En este lugar me encontré un día cualquiera a un historiador, Giovanni, alto, arraigado como todos los de esta zona, riguroso en sus conceptos y sobre todo buen amigo.  Siempre empezamos las conversaciones con mucha seriedad y como buenas aves rapaces terminamos hablando cosas cotidianas, sin algún valor o trascendencia, de culos, de lo inútil que son los esfuerzos para salir adelante en un país que se repite incansablemente. Es un lector juicioso, enamorado de su profesión, le encantan los historiadores ingleses y aquellos clásicos inevitables: Tucídides, Marco Polo, la edad media y los procesos de formación de los conceptos que estructuran el discurso y por lo tanto las incidencias del lenguaje y la representación en las narrativas sobre el pasado. Es amante y lector asiduo de Roland Barthes.   Cada tiempo nos sentamos afuera de la tienda de Beatriz a conversar, a molestar y ver pasar el tiempo sin otro placer entre carretazos interminables. Giovanni conoce a todo el mundo en este lugar por su nombre, se sabe las historias relevantes y va entrecruzando estas historias con las del país, en ese efecto mariposa que nos va consumiendo.

Entre estas conversaciones conocí a Sandra, trabajadora, madre, ejemplo para la infinidad de historias femeninas que nos asaltan a cada rato, entre machismos, opresión y el deseo de liberase y no depender de nadie, menos de un macho.  Sandra no sabe mentir, asume la vida con responsabilidad y sin engaños, a puro palo seco. Entre cervezas y sarcasmos con Giovanni y todo el que se nos arrime vamos pasando el día.
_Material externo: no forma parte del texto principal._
//! HTTP Handlers

mod speaker;
mod synthesis;
mod system;

pub use speaker::*;
pub use synthesis::*;
pub use system::*;
//! 文本规范化
//!
//! 部分语音后端会把标点按字面读出（如意大利语读出 "punto"、"virgola"），
//! 规范化分两步：
//! 1. [`normalize_text`]：分段前执行，去掉冒号/分号、合并空白
//! 2. [`strip_spoken_punctuation`]：分段后对每个分段执行，去掉句号和逗号
//!
//! 句号和逗号是分段器依赖的边界，因此必须等分段完成后再去除。
//! 问号和感叹号保留以维持自然语调。

/// 分段前就可以去除的标点
#[inline]
fn is_inline_pause(ch: char) -> bool {
    matches!(ch, ':' | ';')
}

/// 分段后需要去除的标点
#[inline]
fn is_spoken_punctuation(ch: char) -> bool {
    matches!(ch, '.' | ',' | ':' | ';')
}

fn collapse_whitespace(text: &str) -> String {
    text.split_whitespace().collect::<Vec<_>>().join(" ")
}

/// 分段前规范化：去除首尾空白、冒号/分号，合并连续空白
pub fn normalize_text(text: &str) -> String {
    let replaced: String = text
        .chars()
        .map(|c| if is_inline_pause(c) { ' ' } else { c })
        .collect();
    collapse_whitespace(&replaced)
}

/// 分段后规范化：去除会被后端读出的标点
pub fn strip_spoken_punctuation(chunk: &str) -> String {
    let replaced: String = chunk
        .chars()
        .map(|c| if is_spoken_punctuation(c) { ' ' } else { c })
        .collect();
    collapse_whitespace(&replaced)
}

#[cfg(test)]
mod tests {
    use super::*;

    #[test]
    fn test_normalize_collapses_whitespace() {
        assert_eq!(normalize_text("  Hello \n\n world\t! "), "Hello world !");
    }

    #[test]
    fn test_normalize_keeps_sentence_boundaries() {
        assert_eq!(
            normalize_text("Note: this works; really. Yes, it does?"),
            "Note this works really. Yes, it does?"
        );
    }

    #[test]
    fn test_strip_spoken_punctuation() {
        assert_eq!(
            strip_spoken_punctuation("Ciao, come stai. Bene!"),
            "Ciao come stai Bene!"
        );
        assert_eq!(strip_spoken_punctuation("..."), "");
    }
}
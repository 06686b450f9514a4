//! System Query Handlers - 后端列表与健康状态

use std::sync::Arc;

use serde::Serialize;

use crate::application::error::ApplicationError;
use crate::application::ports::SpeakerRepositoryPort;
use crate::application::queries::{HealthStatus, ListBackends};
use crate::application::services::{BackendDescriptor, BackendRegistry};

// ============================================================================
// Response DTOs
// ============================================================================

/// 后端列表响应
#[derive(Debug, Clone, Serialize)]
pub struct BackendsResponse {
    pub active: Option<String>,
    pub backends: Vec<BackendDescriptor>,
}

/// 健康状态响应
#[derive(Debug, Clone, Serialize)]
pub struct HealthResponse {
    /// 至少一个后端可用
    pub ready: bool,
    pub active_backend: Option<String>,
    pub available_backends: Vec<String>,
    pub speaker_count: usize,
    pub version: String,
}

// ============================================================================
// Handlers
// ============================================================================

/// ListBackends Handler
pub struct ListBackendsHandler {
    registry: Arc<BackendRegistry>,
}

impl ListBackendsHandler {
    pub fn new(registry: Arc<BackendRegistry>) -> Self {
        Self { registry }
    }

    pub fn handle(&self, _query: ListBackends) -> BackendsResponse {
        BackendsResponse {
            active: self.registry.active(),
            backends: self.registry.descriptors(),
        }
    }
}

/// HealthStatus Handler
pub struct HealthStatusHandler {
    registry: Arc<BackendRegistry>,
    speaker_repo: Arc<dyn SpeakerRepositoryPort>,
}

impl HealthStatusHandler {
    pub fn new(registry: Arc<BackendRegistry>, speaker_repo: Arc<dyn SpeakerRepositoryPort>) -> Self {
        Self {
            registry,
            speaker_repo,
        }
    }

    pub async fn handle(&self, _query: HealthStatus) -> Result<HealthResponse, ApplicationError> {
        Ok(HealthResponse {
            ready: self.registry.is_ready(),
            active_backend: self.registry.active(),
            available_backends: self.registry.available_names(),
            speaker_count: self.speaker_repo.count().await?,
            version: env!("CARGO_PKG_VERSION").to_string(),
        })
    }
}
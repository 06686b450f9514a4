//! Model Server Client - 调用外部模型推理服务
//!
//! 每种后端各自部署一个模型服务，协议相同：
//! - `POST {base_url}/synthesize`，JSON 请求体（字段因后端而异），返回 audio/wav
//! - `GET  {base_url}/health`

use std::path::Path;
use std::time::Duration;

use reqwest::Client;
use serde::Serialize;

use crate::application::ports::{AudioCodecPort, BackendError};
use crate::domain::audio::PcmBuffer;
use crate::infrastructure::adapters::codec::WavCodec;

/// 模型服务客户端配置
#[derive(Debug, Clone)]
pub struct ModelServerConfig {
    /// 模型服务基础 URL
    pub base_url: String,
    /// 请求超时时间（秒）
    pub timeout_secs: u64,
}

impl Default for ModelServerConfig {
    fn default() -> Self {
        Self {
            base_url: "http://localhost:8000".to_string(),
            timeout_secs: 120,
        }
    }
}

impl ModelServerConfig {
    pub fn new(base_url: impl Into<String>) -> Self {
        Self {
            base_url: base_url.into(),
            ..Default::default()
        }
    }

    pub fn with_timeout(mut self, secs: u64) -> Self {
        self.timeout_secs = secs;
        self
    }
}

/// 模型服务 HTTP 客户端
pub struct ModelServerClient {
    client: Client,
    config: ModelServerConfig,
    codec: WavCodec,
}

impl ModelServerClient {
    pub fn new(config: ModelServerConfig) -> Result<Self, BackendError> {
        let client = Client::builder()
            .timeout(Duration::from_secs(config.timeout_secs))
            .build()
            .map_err(|e| BackendError::NetworkError(e.to_string()))?;

        Ok(Self {
            client,
            config,
            codec: WavCodec::new(),
        })
    }


    fn synthesize_url(&self) -> String {
        format!("{}/synthesize", self.config.base_url.trim_end_matches('/'))
    }

    fn health_url(&self) -> String {
        format!("{}/health", self.config.base_url.trim_end_matches('/'))
    }

    /// 发送合成请求并解码返回的 WAV
    pub async fn synthesize<T: Serialize + ?Sized>(
        &self,
        backend: &str,
        payload: &T,
    ) -> Result<PcmBuffer, BackendError> {
        let url = self.synthesize_url();

        let response = self
            .client
            .post(&url)
            .json(payload)
            .send()
            .await
            .map_err(|e| {
                if e.is_timeout() {
                    BackendError::Timeout
                } else if e.is_connect() {
                    BackendError::NetworkError(format!("Cannot connect to {} server: {}", backend, e))
                } else {
                    BackendError::NetworkError(e.to_string())
                }
            })?;

        let status = response.status();
        if !status.is_success() {
            let error_text = response.text().await.unwrap_or_default();
            return Err(BackendError::ServiceError(format!(
                "HTTP {}: {}",
                status, error_text
            )));
        }

        let audio_data = response
            .bytes()
            .await
            .map_err(|e| BackendError::InvalidResponse(format!("Failed to read audio: {}", e)))?;

        let buffer = self
            .codec
            .decode(&audio_data)
            .map_err(|e| BackendError::InvalidResponse(e.to_string()))?;

        tracing::debug!(
            backend,
            audio_size = audio_data.len(),
            duration_secs = buffer.duration_secs(),
            format = %buffer.format(),
            "Model server synthesis completed"
        );

        Ok(buffer)
    }

    pub async fn health_check(&self) -> bool {
        match self
            .client
            .get(&self.health_url())
            .timeout(Duration::from_secs(5))
            .send()
            .await
        {
            Ok(response) => response.status().is_success(),
            Err(_) => false,
        }
    }
}

/// 参考音频必须存在才能克隆
pub async fn ensure_reference_audio(path: &Path) -> Result<(), BackendError> {
    match tokio::fs::try_exists(path).await {
        Ok(true) => Ok(()),
        _ => Err(BackendError::ReferenceAudioMissing(
            path.display().to_string(),
        )),
    }
}
//! Backend Registry - 后端可用性与选择策略
//!
//! 可用性在启动时探测一次，运行期间不变；全局 active 后端可显式切换。
//! 每个后端实例是不可重入的资源，所有调用经 [`BackendHandle`] 的互斥锁串行化。

use std::collections::BTreeSet;
use std::sync::{Arc, RwLock};

use futures_util::future::join_all;
use serde::Serialize;
use tokio::sync::Mutex;

use crate::application::error::ApplicationError;
use crate::application::ports::{
    BackendError, BackendSynthesisRequest, LanguageSupport, SynthesisBackendPort,
};
use crate::domain::audio::PcmBuffer;

/// 已加载的后端实例及其独占访问锁
pub struct BackendHandle {
    backend: Arc<dyn SynthesisBackendPort>,
    guard: Mutex<()>,
    available: bool,
    priority: usize,
}

impl BackendHandle {
    pub fn name(&self) -> &str {
        self.backend.name()
    }

    pub fn is_available(&self) -> bool {
        self.available
    }

    pub fn priority(&self) -> usize {
        self.priority
    }

    pub fn supported_languages(&self) -> LanguageSupport {
        self.backend.supported_languages()
    }

    /// 持有独占锁执行一次合成，调用结束（含被取消）即释放
    pub async fn synthesize(&self, request: BackendSynthesisRequest) -> Result<PcmBuffer, BackendError> {
        let _guard = self.guard.lock().await;
        self.backend.synthesize(request).await
    }
}

impl std::fmt::Debug for BackendHandle {
    fn fmt(&self, f: &mut std::fmt::Formatter<'_>) -> std::fmt::Result {
        f.debug_struct("BackendHandle")
            .field("name", &self.name())
            .field("available", &self.available)
            .field("priority", &self.priority)
            .finish()
    }
}

/// 后端描述（对外展示）
#[derive(Debug, Clone, Serialize)]
pub struct BackendDescriptor {
    pub name: String,
    /// 支持的语言代码，"all" 表示与语言无关
    pub languages: Vec<String>,
    pub available: bool,
    /// 默认选择顺序，0 最高
    pub priority: usize,
    pub active: bool,
}

/// 选择策略配置
#[derive(Debug, Clone)]
pub struct BackendRegistryConfig {
    /// 期望的初始 active 后端
    pub active: String,
    /// 默认选择顺序
    pub priority: Vec<String>,
    /// 宽语言集合专用后端
    pub wide_language_backend: String,
    /// 只交给宽语言后端处理的语言
    pub wide_languages: BTreeSet<String>,
}

impl Default for BackendRegistryConfig {
    fn default() -> Self {
        Self {
            active: "xtts".to_string(),
            priority: vec![
                "xtts".to_string(),
                "openvoice".to_string(),
                "chatterbox".to_string(),
            ],
            wide_language_backend: "xtts".to_string(),
            wide_languages: ["it", "de", "pt", "pl", "tr", "ru", "nl", "cs", "ar", "hu", "vi"]
                .into_iter()
                .map(String::from)
                .collect(),
        }
    }
}

/// Backend Registry
pub struct BackendRegistry {
    /// 按优先级排序
    handles: Vec<Arc<BackendHandle>>,
    active: RwLock<Option<String>>,
    wide_language_backend: String,
    wide_languages: BTreeSet<String>,
}

impl BackendRegistry {
    /// 并发探测所有后端，探测结果即本次运行的可用性
    pub async fn load(
        backends: Vec<Arc<dyn SynthesisBackendPort>>,
        config: BackendRegistryConfig,
    ) -> Self {
        let probes = backends.iter().map(|backend| backend.health_check());
        let results = join_all(probes).await;

        let entries = backends
            .into_iter()
            .zip(results)
            .map(|(backend, available)| {
                if available {
                    tracing::info!(backend = %backend.name(), "Backend loaded");
                } else {
                    tracing::warn!(backend = %backend.name(), "Backend unavailable");
                }
                (backend, available)
            })
            .collect();

        Self::from_availability(entries, config)
    }

    /// 使用已知的可用性构造
    pub fn from_availability(
        backends: Vec<(Arc<dyn SynthesisBackendPort>, bool)>,
        config: BackendRegistryConfig,
    ) -> Self {
        let rank = |name: &str| {
            config
                .priority
                .iter()
                .position(|p| p == name)
                .unwrap_or(config.priority.len())
        };

        let mut handles: Vec<BackendHandle> = backends
            .into_iter()
            .map(|(backend, available)| BackendHandle {
                priority: rank(backend.name()),
                backend,
                guard: Mutex::new(()),
                available,
            })
            .collect();
        // 稳定排序：不在优先级列表中的后端保持传入顺序
        handles.sort_by_key(|h| h.priority);
        for (i, handle) in handles.iter_mut().enumerate() {
            handle.priority = i;
        }
        let handles: Vec<Arc<BackendHandle>> = handles.into_iter().map(Arc::new).collect();

        let active = handles
            .iter()
            .find(|h| h.available && h.name() == config.active)
            .or_else(|| handles.iter().find(|h| h.available))
            .map(|h| h.name().to_string());

        match &active {
            Some(name) if *name != config.active => {
                tracing::warn!(
                    configured = %config.active,
                    active = %name,
                    "Configured backend unavailable, falling back"
                );
            }
            None => tracing::warn!("No synthesis backend available, service not ready"),
            _ => {}
        }

        Self {
            handles,
            active: RwLock::new(active),
            wide_language_backend: config.wide_language_backend,
            wide_languages: config
                .wide_languages
                .into_iter()
                .map(|l| l.to_lowercase())
                .collect(),
        }
    }

    fn find_available(&self, name: &str) -> Option<&Arc<BackendHandle>> {
        self.handles
            .iter()
            .find(|h| h.available && h.name() == name)
    }

    /// 当前 active 后端
    pub fn active(&self) -> Option<String> {
        self.active
            .read()
            .unwrap_or_else(|poisoned| poisoned.into_inner())
            .clone()
    }

    /// 至少有一个后端可用
    pub fn is_ready(&self) -> bool {
        self.handles.iter().any(|h| h.available)
    }

    /// 可用后端名称（按优先级）
    pub fn available_names(&self) -> Vec<String> {
        self.handles
            .iter()
            .filter(|h| h.available)
            .map(|h| h.name().to_string())
            .collect()
    }

    pub fn descriptors(&self) -> Vec<BackendDescriptor> {
        let active = self.active();
        self.handles
            .iter()
            .map(|h| BackendDescriptor {
                name: h.name().to_string(),
                languages: h.supported_languages().to_codes(),
                available: h.available,
                priority: h.priority,
                active: active.as_deref() == Some(h.name()),
            })
            .collect()
    }

    /// 选择后端
    ///
    /// 按顺序：
    /// 1. 宽语言集合中的语言交给宽语言后端（若可用），忽略 active 与请求偏好
    /// 2. 请求偏好的后端，其次全局 active 后端
    /// 3. 按优先级第一个可用的后端
    pub fn resolve(
        &self,
        language: &str,
        preference: Option<&str>,
    ) -> Result<Arc<BackendHandle>, ApplicationError> {
        let language = language.to_lowercase();

        if self.wide_languages.contains(&language) {
            if let Some(handle) = self.find_available(&self.wide_language_backend) {
                tracing::debug!(
                    language = %language,
                    backend = %handle.name(),
                    "Wide-language routing"
                );
                return Ok(Arc::clone(handle));
            }
        }

        let active = self.active();
        let preferred = preference.into_iter().chain(active.as_deref());
        for name in preferred {
            if let Some(handle) = self.find_available(name) {
                return Ok(Arc::clone(handle));
            }
            tracing::debug!(backend = %name, "Preferred backend unavailable");
        }

        self.handles
            .iter()
            .find(|h| h.available)
            .map(Arc::clone)
            .ok_or_else(|| ApplicationError::NoBackendAvailable(format!("language={}", language)))
    }

    /// 切换全局 active 后端，目标不可用时失败
    pub fn switch(&self, name: &str) -> Result<(), ApplicationError> {
        let handle = self
            .find_available(name)
            .ok_or_else(|| ApplicationError::BackendNotAvailable(name.to_string()))?;

        let mut active = self
            .active
            .write()
            .unwrap_or_else(|poisoned| poisoned.into_inner());
        let previous = active.replace(handle.name().to_string());

        tracing::info!(
            from = previous.as_deref().unwrap_or("none"),
            to = %handle.name(),
            "Active backend switched"
        );
        Ok(())
    }
}
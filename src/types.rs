//! Core types for collective parameter resolution
//!
//! These are the request/response shapes workers exchange to agree on who
//! participates in a collective operation and under what parameters.

use serde::{Deserialize, Serialize};
use std::cmp::Ordering;
use std::sync::Arc;

/// Identifies one execution of a graph. Not globally unique across graphs,
/// only within a graph's concurrent step window.
pub type StepId = i64;

/// Opaque identifier for a logical graph, scoping step-id sequencing.
pub type GraphKey = i64;

/// Sentinel meaning "invalid / no collective in use". Never issued by the
/// sequencer and never a valid registry key.
pub const INVALID_STEP_ID: StepId = -1;

/// Attributes of one abstract device participating in collectives
#[derive(Clone, Debug, PartialEq, Eq, Hash, Serialize, Deserialize)]
pub struct DeviceAttributes {
    /// Fully qualified device name, e.g. "/job:worker/task:1/device:cpu:0"
    pub name: String,
    /// Device type, e.g. "cpu" or "gpu"
    pub device_type: String,
    /// Task hosting the device
    pub task: String,
    /// Incarnation number distinguishing restarts of the same device
    pub incarnation: u64,
}

impl DeviceAttributes {
    /// Create attributes with minimal fields
    pub fn new(name: impl Into<String>) -> Self {
        Self {
            name: name.into(),
            device_type: "cpu".to_string(),
            task: String::new(),
            incarnation: 0,
        }
    }

    /// Set the device type
    pub fn with_device_type(mut self, device_type: impl Into<String>) -> Self {
        self.device_type = device_type.into();
        self
    }

    /// Set the hosting task
    pub fn with_task(mut self, task: impl Into<String>) -> Self {
        self.task = task.into();
        self
    }

    /// Set the incarnation number
    pub fn with_incarnation(mut self, incarnation: u64) -> Self {
        self.incarnation = incarnation;
        self
    }

    /// Canonical ordering used for group membership: device name first,
    /// then task, then incarnation. Every participant sorts by this, so all
    /// workers derive the same ring topology regardless of join order.
    pub fn canonical_cmp(&self, other: &Self) -> Ordering {
        self.name
            .cmp(&other.name)
            .then_with(|| self.task.cmp(&other.task))
            .then_with(|| self.incarnation.cmp(&other.incarnation))
    }
}

/// Kind of collective operation
#[derive(Clone, Copy, Debug, PartialEq, Eq, Hash, Serialize, Deserialize)]
pub enum CollectiveKind {
    /// All-reduce style reduction across the group
    Reduction,
    /// Broadcast from one source to the group
    Broadcast,
    /// Gather from all members
    Gather,
}

/// Element type of the tensors moved by a collective
#[derive(Clone, Copy, Debug, PartialEq, Eq, Hash, Serialize, Deserialize)]
pub enum DataType {
    F16,
    F32,
    F64,
    I32,
    I64,
}

/// Declares the target group for group formation
#[derive(Clone, Debug, PartialEq, Eq, Serialize, Deserialize)]
pub struct GroupSpec {
    pub group_key: i64,
    /// Expected member count; every caller must claim the same value
    pub group_size: usize,
}

/// One worker's check-in for group formation
#[derive(Clone, Debug, Serialize, Deserialize)]
pub struct CompleteGroupRequest {
    pub device: DeviceAttributes,
    pub spec: GroupSpec,
}

/// Agreed group membership, identical (including order) on every participant
#[derive(Clone, Debug, PartialEq, Eq, Serialize, Deserialize)]
pub struct GroupMembership {
    pub group_key: i64,
    pub group_size: usize,
    /// Members in canonical order (see [`DeviceAttributes::canonical_cmp`])
    pub members: Vec<DeviceAttributes>,
}

impl GroupMembership {
    /// Rank of a device within the canonical ordering
    pub fn rank_of(&self, device_name: &str) -> Option<usize> {
        self.members.iter().position(|d| d.name == device_name)
    }

    /// Member names in canonical (ring) order
    pub fn member_names(&self) -> Vec<&str> {
        self.members.iter().map(|d| d.name.as_str()).collect()
    }
}

/// Per-instance operation parameters every participant must agree on
#[derive(Clone, Debug, PartialEq, Serialize, Deserialize)]
pub struct InstanceSpec {
    pub instance_key: i64,
    pub kind: CollectiveKind,
    pub dtype: DataType,
    pub shape: Vec<i64>,
}

/// One worker's check-in for instance formation
#[derive(Clone, Debug, Serialize, Deserialize)]
pub struct CompleteInstanceRequest {
    pub group_key: i64,
    /// Name of the calling device; must be a member of the completed group
    pub device_name: String,
    pub instance: InstanceSpec,
}

/// Fully resolved plan for one collective operation. Immutable once
/// resolution completes, for the lifetime of the operation.
#[derive(Clone, Debug)]
pub struct ResolvedParams {
    pub group: Arc<GroupMembership>,
    pub instance_key: i64,
    pub kind: CollectiveKind,
    pub dtype: DataType,
    pub shape: Vec<i64>,
    /// The calling device's position in the group's canonical ordering
    pub default_rank: usize,
}

/// Request for the current step-id window of one or more graphs
#[derive(Clone, Debug, Serialize, Deserialize)]
pub struct StepSequenceRequest {
    pub graph_keys: Vec<GraphKey>,
}

#[derive(Clone, Debug, PartialEq, Eq, Serialize, Deserialize)]
pub struct StepSequenceEntry {
    pub graph_key: GraphKey,
    pub next_step_id: StepId,
}

#[derive(Clone, Debug, PartialEq, Eq, Serialize, Deserialize)]
pub struct StepSequenceResponse {
    pub entries: Vec<StepSequenceEntry>,
}

#[cfg(test)]
mod tests {
    use super::*;

    #[test]
    fn test_canonical_order_ignores_join_order() {
        let mut devices = vec![
            DeviceAttributes::new("/task:2/device:cpu:0").with_task("/task:2"),
            DeviceAttributes::new("/task:0/device:cpu:0").with_task("/task:0"),
            DeviceAttributes::new("/task:1/device:cpu:0").with_task("/task:1"),
        ];
        devices.sort_by(|a, b| a.canonical_cmp(b));
        let names: Vec<_> = devices.iter().map(|d| d.name.as_str()).collect();
        assert_eq!(
            names,
            vec![
                "/task:0/device:cpu:0",
                "/task:1/device:cpu:0",
                "/task:2/device:cpu:0"
            ]
        );
    }

    #[test]
    fn test_rank_of() {
        let membership = GroupMembership {
            group_key: 1,
            group_size: 2,
            members: vec![DeviceAttributes::new("a"), DeviceAttributes::new("b")],
        };
        assert_eq!(membership.rank_of("a"), Some(0));
        assert_eq!(membership.rank_of("b"), Some(1));
        assert_eq!(membership.rank_of("c"), None);
    }
}
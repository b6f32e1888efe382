use thiserror::Error;

/// Unified error type for the collective coordination layer.
///
/// Every asynchronous API in this crate delivers failures as an `Err` value
/// of the completion future; nothing panics across an await point. The
/// variants mirror the failure classes of the resolution protocol: a backend
/// that lacks a capability, a protocol invariant violated by inconsistent
/// participants, cooperative cancellation, and a resolver-wide abort.
#[derive(Debug, Clone, Error)]
pub enum ColexError {
    /// The selected backend does not provide this capability.
    #[error("unimplemented capability: {capability}")]
    Unimplemented { capability: String },

    /// A protocol invariant was violated (e.g. participants disagree on
    /// group cardinality or instance parameters).
    #[error("internal protocol error: {message}")]
    Internal {
        message: String,
        group_key: Option<i64>,
        instance_key: Option<i64>,
    },

    /// The cancellation token fired before the operation completed.
    #[error("operation cancelled: {operation}")]
    Cancelled { operation: String },

    /// The resolver was aborted; all pending and future calls fail.
    #[error("resolution aborted: {message}")]
    Aborted { message: String },

    /// Programmer/configuration error detected before any protocol work.
    #[error("configuration error: {message}")]
    Configuration {
        message: String,
        field: Option<String>,
    },
}

impl ColexError {
    /// Create an unimplemented-capability error
    pub fn unimplemented<S: Into<String>>(capability: S) -> Self {
        Self::Unimplemented {
            capability: capability.into(),
        }
    }

    /// Create an internal protocol error
    pub fn internal<S: Into<String>>(message: S) -> Self {
        Self::Internal {
            message: message.into(),
            group_key: None,
            instance_key: None,
        }
    }

    /// Create an internal protocol error scoped to a group
    pub fn internal_group<S: Into<String>>(group_key: i64, message: S) -> Self {
        Self::Internal {
            message: message.into(),
            group_key: Some(group_key),
            instance_key: None,
        }
    }

    /// Create an internal protocol error scoped to an instance within a group
    pub fn internal_instance<S: Into<String>>(
        group_key: i64,
        instance_key: i64,
        message: S,
    ) -> Self {
        Self::Internal {
            message: message.into(),
            group_key: Some(group_key),
            instance_key: Some(instance_key),
        }
    }

    /// Create a cancellation error
    pub fn cancelled<S: Into<String>>(operation: S) -> Self {
        Self::Cancelled {
            operation: operation.into(),
        }
    }

    /// Create an abort error
    pub fn aborted<S: Into<String>>(message: S) -> Self {
        Self::Aborted {
            message: message.into(),
        }
    }

    /// Create a configuration error
    pub fn configuration<S: Into<String>>(message: S) -> Self {
        Self::Configuration {
            message: message.into(),
            field: None,
        }
    }

    /// Create a configuration error naming the offending field
    pub fn configuration_field<S: Into<String>, F: Into<String>>(message: S, field: F) -> Self {
        Self::Configuration {
            message: message.into(),
            field: Some(field.into()),
        }
    }

    /// Get error category for metrics/logging
    pub fn category(&self) -> &'static str {
        match self {
            Self::Unimplemented { .. } => "unimplemented",
            Self::Internal { .. } => "internal",
            Self::Cancelled { .. } => "cancelled",
            Self::Aborted { .. } => "aborted",
            Self::Configuration { .. } => "configuration",
        }
    }

    /// Whether a caller may reasonably retry the operation.
    ///
    /// Cancellation and abort are terminal for the current attempt but the
    /// surrounding scheduler may re-issue the collective; internal and
    /// configuration errors indicate a bug and retrying cannot help.
    pub fn is_retryable(&self) -> bool {
        matches!(self, Self::Cancelled { .. })
    }
}

/// Result type alias for convenience
pub type Result<T> = std::result::Result<T, ColexError>;

#[cfg(test)]
mod tests {
    use super::*;

    #[test]
    fn test_error_creation() {
        let err = ColexError::internal_group(7, "size mismatch");
        assert!(matches!(
            err,
            ColexError::Internal {
                group_key: Some(7),
                ..
            }
        ));
        assert_eq!(err.category(), "internal");
    }

    #[test]
    fn test_retryability() {
        assert!(ColexError::cancelled("complete_group").is_retryable());
        assert!(!ColexError::internal("bad").is_retryable());
        assert!(!ColexError::configuration("bad").is_retryable());
    }

    #[test]
    fn test_clone_preserves_status() {
        let err = ColexError::aborted("peer failure");
        let copy = err.clone();
        assert_eq!(err.to_string(), copy.to_string());
    }
}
Estoy leyendo una novela sobre este lugar, se llama “La sombra de Orión” de Pablo Montoya, narra una toma militar hecha por el estado, acompañada de grupos paramilitares y grupos de limpieza, que dejó muchas cicatrices en el lugar.  Hay historias no visibles, varones que mandan y todo el mundo sabe, pero nadie señala, genealogías y alguien debe contar.